Financial Newswire Contributor15 February 2022
Pen in hand overlaid on graph

OPINION

The chair of the Institute of Managed Accounts Professionals (IMAP), Toby Potter, defends the role of managed accounts and the benefits he says they deliver.

“Vertical integration” in financial services is a pejorative term, implying conflict and a lack of transparency, and recent high-profile examples showcase this. See AFR Dixon downfall spells ‘danger’ for rival wealth firms (afr.com). Towards the end of the article, which was chiefly about troubled wealth advisory firm Dixon Advisory, the author appears to haphazardly equate managed accounts with Dixon Advisory’s failed unit trusts.

This displays a lack of understanding of the real benefits for clients delivered by well-designed and executed managed account programs.

As financial advisers move toward true professionalism, they will use technology tools to be able to deliver on the promise of portfolios that align to clients’ specific goals and respond to market moves.

The very first obligation of an AFS licensee is to deliver their services “efficiently, honestly, and fairly” (s912A).

Critics of licensee-based managed accounts apparently skip over the words “efficiently” and “fairly” in that section. The advent of technology in financial advice, as in every other profession, is dramatically improving the range and quality of services and products which advisers are able to deliver.

Some of the benefits of this technology progress are provided for a fee, others not.

In the article, Matthew Rowe, CEO of CountPlus, is quoted as saying that managed accounts are a “grey space”. Let’s examine the “grey space” for an adviser operating in the old-school way, an initial Statement of Advice and every subsequent recommendation supported by an ROA with implementation through the adviser’s office.

Last week and this week are shaping up as pretty volatile in financial markets and geopolitically.

It’s quite possible that the investment team in an advice business will decide to take risk mitigation measures and trim their clients’ exposure to global equities, resulting in a change to all or most portfolios.

If you’re an old school adviser with say 100 clients, assuming that you’re not on Christmas break or a last long weekend before school starts, you’ve got work to do. You must calculate and execute the necessary transactions for each client. This is a time-consuming process.

But where to start – the most valuable clients? The ones who are most sensitive to risk, the ones closest to needing a rebalance anyway so with the greatest potential for substantial portfolio change? Start with the moaners or with the ones whose children are moaners?

The options go on. And it’s down to each individual adviser to work it out for each client.

If your processes mean you cannot prepare advice for each client in an equally timely way, choosing some clients over others isn’t likely to comply with section 912A, or Standard 2 of the FASEA Code of Ethics:

“You must act with integrity and in the best interests of each of your clients”

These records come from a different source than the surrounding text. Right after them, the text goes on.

//! Handler-facing error type and the built-in error classifications

use std::sync::Arc;

use apikit_errors::{ErrorInfo, ErrorRegistry, Severity};
use axum::response::{IntoResponse, Response};
use http::StatusCode;

/// The error type handlers return; wraps the full cause chain so the
/// error layer can classify it through the [`ErrorRegistry`].
///
/// Anything convertible to `anyhow::Error` converts into `AppError`, so
/// `?` works unchanged in handlers.
pub struct AppError(anyhow::Error);

impl AppError {
    pub fn new(err: impl Into<anyhow::Error>) -> Self {
        Self(err.into())
    }
}

impl<E> From<E> for AppError
where
    E: Into<anyhow::Error>,
{
    fn from(err: E) -> Self {
        Self(err.into())
    }
}

impl std::fmt::Debug for AppError {
    fn fmt(&self, f: &mut std::fmt::Formatter<'_>) -> std::fmt::Result {
        self.0.fmt(f)
    }
}

impl std::fmt::Display for AppError {
    fn fmt(&self, f: &mut std::fmt::Formatter<'_>) -> std::fmt::Result {
        self.0.fmt(f)
    }
}

/// Failed-request payload smuggled through response extensions from
/// [`AppError::into_response`] to the error-mapping middleware.
#[derive(Clone)]
pub(crate) struct UnhandledError(pub(crate) Arc<anyhow::Error>);

impl IntoResponse for AppError {
    fn into_response(self) -> Response {
        // Placeholder response; the error-mapping middleware rewrites it
        // into the JSON error body. The status only survives if the layer
        // is missing from the stack.
        let mut response = StatusCode::INTERNAL_SERVER_ERROR.into_response();
        response.extensions_mut().insert(UnhandledError(Arc::new(self.0)));
        response
    }
}

/// Convenient alias for handler signatures.
pub type ApiResult<T> = Result<T, AppError>;

/// A required or malformed request header.
#[derive(Debug, thiserror::Error)]
#[error("invalid request header: {reason}")]
pub struct BadRequestHeaderError {
    pub reason: String,
}

impl BadRequestHeaderError {
    pub fn new(reason: impl Into<String>) -> Self {
        Self {
            reason: reason.into(),
        }
    }
}

/// An access token that is missing, expired or malformed.
#[derive(Debug, thiserror::Error)]
#[error("invalid access token: {reason}")]
pub struct InvalidAccessTokenError {
    pub reason: String,
}

impl InvalidAccessTokenError {
    pub fn new(reason: impl Into<String>) -> Self {
        Self {
            reason: reason.into(),
        }
    }
}

/// A request payload that failed deserialization or validation.
#[derive(Debug, thiserror::Error)]
#[error("{detail}")]
pub struct ValidationError {
    pub detail: String,
}

impl ValidationError {
    pub fn new(detail: impl Into<String>) -> Self {
        Self {
            detail: detail.into(),
        }
    }
}

/// An error carrying its own HTTP status and client-facing message.
///
/// The error layer short-circuits this type: status and message are used
/// verbatim instead of a registry lookup, logged at warning.
#[derive(Debug, thiserror::Error)]
#[error("{status}: {message}")]
pub struct HttpError {
    pub status: StatusCode,
    pub message: String,
}

impl HttpError {
    pub fn new(status: StatusCode, message: impl Into<String>) -> Self {
        Self {
            status,
            message: message.into(),
        }
    }

    pub fn bad_request(message: impl Into<String>) -> Self {
        Self::new(StatusCode::BAD_REQUEST, message)
    }

    pub fn not_found(message: impl Into<String>) -> Self {
        Self::new(StatusCode::NOT_FOUND, message)
    }

    pub fn conflict(message: impl Into<String>) -> Self {
        Self::new(StatusCode::CONFLICT, message)
    }
}

/// The registry every app starts from: the kit's own error types plus
/// timeouts, each mapped to its response metadata. Applications extend it
/// with [`ErrorRegistry::register`]; anything unregistered falls back to
/// the generic 500 entry.
#[must_use]
pub fn builtin_registry() -> ErrorRegistry {
    ErrorRegistry::new()
        .with::<ValidationError>(ErrorInfo::new(
            StatusCode::UNPROCESSABLE_ENTITY,
            "bad request",
            Severity::Warning,
        ))
        .with::<BadRequestHeaderError>(ErrorInfo::new(
            StatusCode::BAD_REQUEST,
            "invalid request header",
            Severity::Warning,
        ))
        .with::<InvalidAccessTokenError>(ErrorInfo::new(
            StatusCode::UNAUTHORIZED,
            "invalid access token",
            Severity::Warning,
        ))
        .with::<tokio::time::error::Elapsed>(ErrorInfo::new(
            StatusCode::GATEWAY_TIMEOUT,
            "request timeout",
            Severity::Error,
        ))
}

Then there is the challenge of actually implementing the recommendations, assuming that the old-school adviser can generate 100 statements or records of advice in a timely manner. Are the clients away at the beach or camping? At least they are unlikely to be overseas this year.

A substantial change for a client group like this would take months to implement manually. Not much help if the Fed hikes rates and markets move again.

So where is the real “grey area” for an adviser charging ongoing service fees for preparation and implementation of advice, when it is in fact virtually impossible for them to implement in a timely manner? Timeliness is at least an implied element of most ongoing advice and service arrangements.

Contrast that with the advice practice whose portfolio management service utilises a managed account structure that delivers timely implementation in accordance with a portfolio mandate with well-defined risk parameters and return objectives, and delivered for a transparent fee. A structure where portfolio changes can be executed for every client within a day.

Which fee is more likely to comply with Advice Code of Ethics Standard 7 below, a portfolio management fee or an advice fee for an implied service that can’t be delivered?

“You must satisfy yourself that any fees and charges that the client must pay to you or your principal … in connection with acting for the client are fair and reasonable, and represent value for money for the client”

But the broad issue raised by Matthew Rowe is conflict. “It’s a potential conflict because it can act as an influencing factor over the advice,” Mr Rowe said.”

In practice, unlike the Dixon’s in house product with its outrageous, multilevel fees, managed accounts operated by advice businesses, when they do charge fees, are transparent and generally free of the conflicts found in Dixons.

The law relating to the operation of one type of managed account – Managed Discretionary Accounts – requires the MDA Provider to comply with the following – (apologies for the extended quote)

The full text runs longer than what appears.